Dataset records:
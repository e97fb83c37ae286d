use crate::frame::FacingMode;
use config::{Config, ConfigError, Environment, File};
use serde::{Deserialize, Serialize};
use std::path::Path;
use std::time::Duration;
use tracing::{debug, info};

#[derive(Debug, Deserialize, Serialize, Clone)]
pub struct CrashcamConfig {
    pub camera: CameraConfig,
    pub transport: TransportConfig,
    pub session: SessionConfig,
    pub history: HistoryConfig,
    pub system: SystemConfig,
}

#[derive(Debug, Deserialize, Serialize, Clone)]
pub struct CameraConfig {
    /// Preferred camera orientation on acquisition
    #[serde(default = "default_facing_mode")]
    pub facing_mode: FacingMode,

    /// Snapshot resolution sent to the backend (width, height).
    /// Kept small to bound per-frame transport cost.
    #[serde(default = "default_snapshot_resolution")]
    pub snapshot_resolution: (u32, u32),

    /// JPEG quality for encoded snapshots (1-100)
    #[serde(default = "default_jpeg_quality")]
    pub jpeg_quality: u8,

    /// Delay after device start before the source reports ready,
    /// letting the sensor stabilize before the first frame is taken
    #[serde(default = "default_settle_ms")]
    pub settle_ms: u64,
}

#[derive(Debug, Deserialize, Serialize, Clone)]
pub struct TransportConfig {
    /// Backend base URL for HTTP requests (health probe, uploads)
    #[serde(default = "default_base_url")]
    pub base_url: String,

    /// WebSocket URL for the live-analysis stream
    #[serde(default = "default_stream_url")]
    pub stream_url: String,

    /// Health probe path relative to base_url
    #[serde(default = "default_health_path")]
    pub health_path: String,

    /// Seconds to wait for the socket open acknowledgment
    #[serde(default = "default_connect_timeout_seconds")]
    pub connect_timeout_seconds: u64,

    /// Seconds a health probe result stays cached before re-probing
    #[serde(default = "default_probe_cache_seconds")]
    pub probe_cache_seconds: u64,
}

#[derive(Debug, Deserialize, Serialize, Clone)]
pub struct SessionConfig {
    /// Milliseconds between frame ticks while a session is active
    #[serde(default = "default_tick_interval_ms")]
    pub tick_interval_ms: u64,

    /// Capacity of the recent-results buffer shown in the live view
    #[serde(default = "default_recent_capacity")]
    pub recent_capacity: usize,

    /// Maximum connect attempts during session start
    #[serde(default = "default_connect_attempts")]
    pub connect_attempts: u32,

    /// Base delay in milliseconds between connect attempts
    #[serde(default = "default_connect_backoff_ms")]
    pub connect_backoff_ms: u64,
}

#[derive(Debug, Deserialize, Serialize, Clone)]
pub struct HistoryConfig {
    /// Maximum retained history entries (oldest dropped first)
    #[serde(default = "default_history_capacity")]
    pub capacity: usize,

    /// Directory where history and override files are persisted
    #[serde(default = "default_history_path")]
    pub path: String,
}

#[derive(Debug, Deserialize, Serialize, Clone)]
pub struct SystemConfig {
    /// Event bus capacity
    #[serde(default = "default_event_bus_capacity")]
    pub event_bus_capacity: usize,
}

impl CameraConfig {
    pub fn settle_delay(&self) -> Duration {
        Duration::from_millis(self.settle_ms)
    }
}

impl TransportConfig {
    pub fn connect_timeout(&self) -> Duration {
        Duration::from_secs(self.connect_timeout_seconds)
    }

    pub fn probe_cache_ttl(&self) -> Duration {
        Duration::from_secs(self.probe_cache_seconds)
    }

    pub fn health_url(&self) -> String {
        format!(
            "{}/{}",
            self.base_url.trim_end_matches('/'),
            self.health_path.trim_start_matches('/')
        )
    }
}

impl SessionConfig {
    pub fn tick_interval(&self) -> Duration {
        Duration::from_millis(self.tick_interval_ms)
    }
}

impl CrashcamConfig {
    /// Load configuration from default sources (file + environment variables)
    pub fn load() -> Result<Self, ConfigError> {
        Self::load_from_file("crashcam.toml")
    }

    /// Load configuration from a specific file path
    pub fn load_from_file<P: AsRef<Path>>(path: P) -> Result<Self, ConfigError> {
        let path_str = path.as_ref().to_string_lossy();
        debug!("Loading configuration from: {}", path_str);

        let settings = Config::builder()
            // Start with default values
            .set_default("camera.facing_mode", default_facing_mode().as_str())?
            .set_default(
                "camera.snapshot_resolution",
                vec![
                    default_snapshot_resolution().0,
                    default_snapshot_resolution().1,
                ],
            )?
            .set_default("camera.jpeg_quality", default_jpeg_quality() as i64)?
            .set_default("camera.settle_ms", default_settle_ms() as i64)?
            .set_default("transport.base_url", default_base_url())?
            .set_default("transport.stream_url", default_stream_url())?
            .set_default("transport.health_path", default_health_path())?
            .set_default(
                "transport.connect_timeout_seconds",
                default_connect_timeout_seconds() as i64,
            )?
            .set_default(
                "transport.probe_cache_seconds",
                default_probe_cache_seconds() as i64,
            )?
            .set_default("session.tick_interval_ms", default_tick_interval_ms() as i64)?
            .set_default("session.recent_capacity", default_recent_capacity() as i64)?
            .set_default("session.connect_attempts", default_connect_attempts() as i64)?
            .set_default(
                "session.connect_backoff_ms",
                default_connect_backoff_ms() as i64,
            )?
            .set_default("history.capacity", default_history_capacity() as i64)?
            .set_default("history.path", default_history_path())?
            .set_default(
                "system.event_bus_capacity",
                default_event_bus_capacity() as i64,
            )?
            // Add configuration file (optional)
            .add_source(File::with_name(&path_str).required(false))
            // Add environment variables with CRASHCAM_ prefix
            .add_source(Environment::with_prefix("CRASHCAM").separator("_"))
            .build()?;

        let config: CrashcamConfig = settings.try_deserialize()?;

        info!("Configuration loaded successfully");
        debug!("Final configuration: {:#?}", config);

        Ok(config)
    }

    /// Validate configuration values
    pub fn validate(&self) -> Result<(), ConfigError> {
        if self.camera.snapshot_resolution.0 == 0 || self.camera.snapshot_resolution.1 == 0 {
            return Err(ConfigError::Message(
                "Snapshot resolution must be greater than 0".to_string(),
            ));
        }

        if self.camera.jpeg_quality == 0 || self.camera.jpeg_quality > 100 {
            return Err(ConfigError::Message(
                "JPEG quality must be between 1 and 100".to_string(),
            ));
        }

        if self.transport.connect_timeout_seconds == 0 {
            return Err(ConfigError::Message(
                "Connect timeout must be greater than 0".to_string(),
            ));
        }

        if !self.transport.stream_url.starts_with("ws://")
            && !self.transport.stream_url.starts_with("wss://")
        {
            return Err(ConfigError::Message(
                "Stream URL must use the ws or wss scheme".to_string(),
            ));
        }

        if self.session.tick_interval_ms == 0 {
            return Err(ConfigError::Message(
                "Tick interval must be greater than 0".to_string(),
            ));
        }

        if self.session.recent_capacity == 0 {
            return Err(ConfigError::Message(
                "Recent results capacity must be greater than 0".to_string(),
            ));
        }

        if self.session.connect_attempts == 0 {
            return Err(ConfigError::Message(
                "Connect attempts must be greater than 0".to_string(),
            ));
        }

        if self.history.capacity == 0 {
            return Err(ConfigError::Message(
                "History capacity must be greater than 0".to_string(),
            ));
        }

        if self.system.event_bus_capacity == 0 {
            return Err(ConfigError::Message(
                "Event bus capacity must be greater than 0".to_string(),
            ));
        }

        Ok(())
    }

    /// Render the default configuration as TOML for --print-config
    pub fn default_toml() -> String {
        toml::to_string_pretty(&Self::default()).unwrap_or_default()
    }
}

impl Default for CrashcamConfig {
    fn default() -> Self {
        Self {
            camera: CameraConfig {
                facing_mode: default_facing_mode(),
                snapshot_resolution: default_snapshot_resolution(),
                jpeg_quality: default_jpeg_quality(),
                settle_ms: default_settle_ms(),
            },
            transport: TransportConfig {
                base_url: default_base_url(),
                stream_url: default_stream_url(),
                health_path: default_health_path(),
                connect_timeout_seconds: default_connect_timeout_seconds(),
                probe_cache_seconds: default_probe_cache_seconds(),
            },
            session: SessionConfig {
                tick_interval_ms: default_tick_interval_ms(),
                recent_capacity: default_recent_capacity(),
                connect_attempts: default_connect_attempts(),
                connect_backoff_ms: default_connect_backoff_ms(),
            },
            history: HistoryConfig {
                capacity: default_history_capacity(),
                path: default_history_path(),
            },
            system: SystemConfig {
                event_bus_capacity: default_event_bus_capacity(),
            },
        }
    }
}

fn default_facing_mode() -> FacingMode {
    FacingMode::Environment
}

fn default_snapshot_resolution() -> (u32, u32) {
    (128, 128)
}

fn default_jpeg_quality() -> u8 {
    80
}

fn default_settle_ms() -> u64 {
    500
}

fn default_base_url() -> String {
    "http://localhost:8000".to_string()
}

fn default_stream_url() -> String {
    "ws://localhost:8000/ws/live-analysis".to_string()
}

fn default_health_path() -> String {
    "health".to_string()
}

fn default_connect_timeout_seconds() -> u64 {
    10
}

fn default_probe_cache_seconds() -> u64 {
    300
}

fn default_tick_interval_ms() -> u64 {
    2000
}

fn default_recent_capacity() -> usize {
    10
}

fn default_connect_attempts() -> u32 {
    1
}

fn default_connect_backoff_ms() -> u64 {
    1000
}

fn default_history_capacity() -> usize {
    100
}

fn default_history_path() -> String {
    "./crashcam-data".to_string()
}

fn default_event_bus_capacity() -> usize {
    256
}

Work to be completed:
With the string "between" as the key, filter the data above and show the lines that match.

Result below:
    /// Milliseconds between frame ticks while a session is active
    /// Base delay in milliseconds between connect attempts
                "JPEG quality must be between 1 and 100".to_string(),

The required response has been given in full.